Citroen C4 review - MPG, CO2 and running costs

With a choice of petrol, diesel or all-electric powertrains, the C4 offers great flexibility

While the C4 is competitively priced, with a bit of determined haggling you should still be able to negotiate a discount with your Citroen dealer. With no plug-in hybrid tech on offer, it’s a straight choice between petrol or diesel power, or the all-electric e-C4 model.

Citroen claims all C4 petrol cars are capable of pushing past 50mpg on the combined cycle, with the exception of the 153bhp variant which still manages to return up to 48.8mpg. CO2 emissions range from 120g/km to 134g/km, which gives a Benefit-in-Kind (BiK) tax rate of 28-30 per cent for business users. 

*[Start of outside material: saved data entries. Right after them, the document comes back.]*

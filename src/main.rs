mod answer;
mod db;
mod ipc;

use std::io::{self, BufRead, Write};

fn main() {
    // Sidecar protocol: one JSON request per stdin line, one JSON response per stdout line.
    let mut state = ipc::AppState {
        workspace: None,
        db: None,
    };

    let stdin = io::stdin();
    let mut stdout = io::stdout();

    for line in stdin.lock().lines() {
        let line = match line {
            Ok(v) => v,
            Err(_) => break,
        };
        if line.trim().is_empty() {
            continue;
        }

        let req: ipc::Request = match serde_json::from_str(&line) {
            Ok(v) => v,
            Err(e) => {
                // Can't reply with the request id; emit an id-less error line.
                let _ = writeln!(
                    stdout,
                    "{{\"ok\":false,\"error\":{{\"code\":\"bad_json\",\"message\":\"{}\"}}}}",
                    e
                );
                let _ = stdout.flush();
                continue;
            }
        };

        let resp = ipc::handle_request(&mut state, req);
        let _ = writeln!(
            stdout,
            "{}",
            serde_json::to_string(&resp).unwrap_or_else(|_| "{\"ok\":false}".to_string())
        );
        let _ = stdout.flush();
    }
}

During our own test with a 128bhp PureTech petrol (six-speed manual) version we struggled to match the manufacturer’s economy figures, achieving just 37.4mpg. Even allowing for variables such as different driving styles, road types and weather conditions, this is a disappointing real-world result.

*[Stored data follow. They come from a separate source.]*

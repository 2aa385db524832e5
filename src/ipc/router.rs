use super::handlers;
use super::types::{AppState, Request};
use crate::ipc::error::err;

pub fn handle_request(state: &mut AppState, req: Request) -> serde_json::Value {
    if let Some(resp) = handlers::core::try_handle(state, &req) {
        return resp;
    }
    if let Some(resp) = handlers::classes::try_handle(state, &req) {
        return resp;
    }
    if let Some(resp) = handlers::students::try_handle(state, &req) {
        return resp;
    }
    if let Some(resp) = handlers::questions::try_handle(state, &req) {
        return resp;
    }
    if let Some(resp) = handlers::grading::try_handle(state, &req) {
        return resp;
    }
    if let Some(resp) = handlers::sessions::try_handle(state, &req) {
        return resp;
    }
    if let Some(resp) = handlers::subscriptions::try_handle(state, &req) {
        return resp;
    }
    if let Some(resp) = handlers::payments::try_handle(state, &req) {
        return resp;
    }

    err(
        &req.id,
        "not_implemented",
        format!("unknown method: {}", req.method),
        None,
    )
}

A company car driver covering more miles may be better served with a C4 diesel version, as the claimed fuel economy figure climbs to over 60mpg, while the BiK tax rate falls to 26 per cent. Although more expensive to buy, the all-electric e-C4 offers a 217-mile range and zero CO2 emissions, which again could attract business users keen to reduce their tax bill.

Insurance groups

The entry-level C4 1.2 PureTech Sense version sits in group 13 for insurance, while the top-spec 153bhp Shine Plus petrol variant is in group 22. In comparison, the Kia XCeed petrol range starts from group 12, rising to group 19 for a 158bhp ‘4’ model.

Insurance premiums won’t be particularly affected if you go for a C4 with a diesel engine, as all of the oil burners sit in groups 16 to 21.


Citroen cars don’t typically have a reputation for holding their value on the used market, although the C4 bucks this trend with its fresh styling, good levels of standard equipment and keen pricing helping residuals stay pretty strong. 

Our data suggests that, after a three-year/36,000-mile period of ownership, the C4 should hold onto around 48-53 per cent of its original list price, with the entry-level versions performing the best. The all-electric e-C4 is an equally sound bet with a forecast of 54 per cent retained over the same period.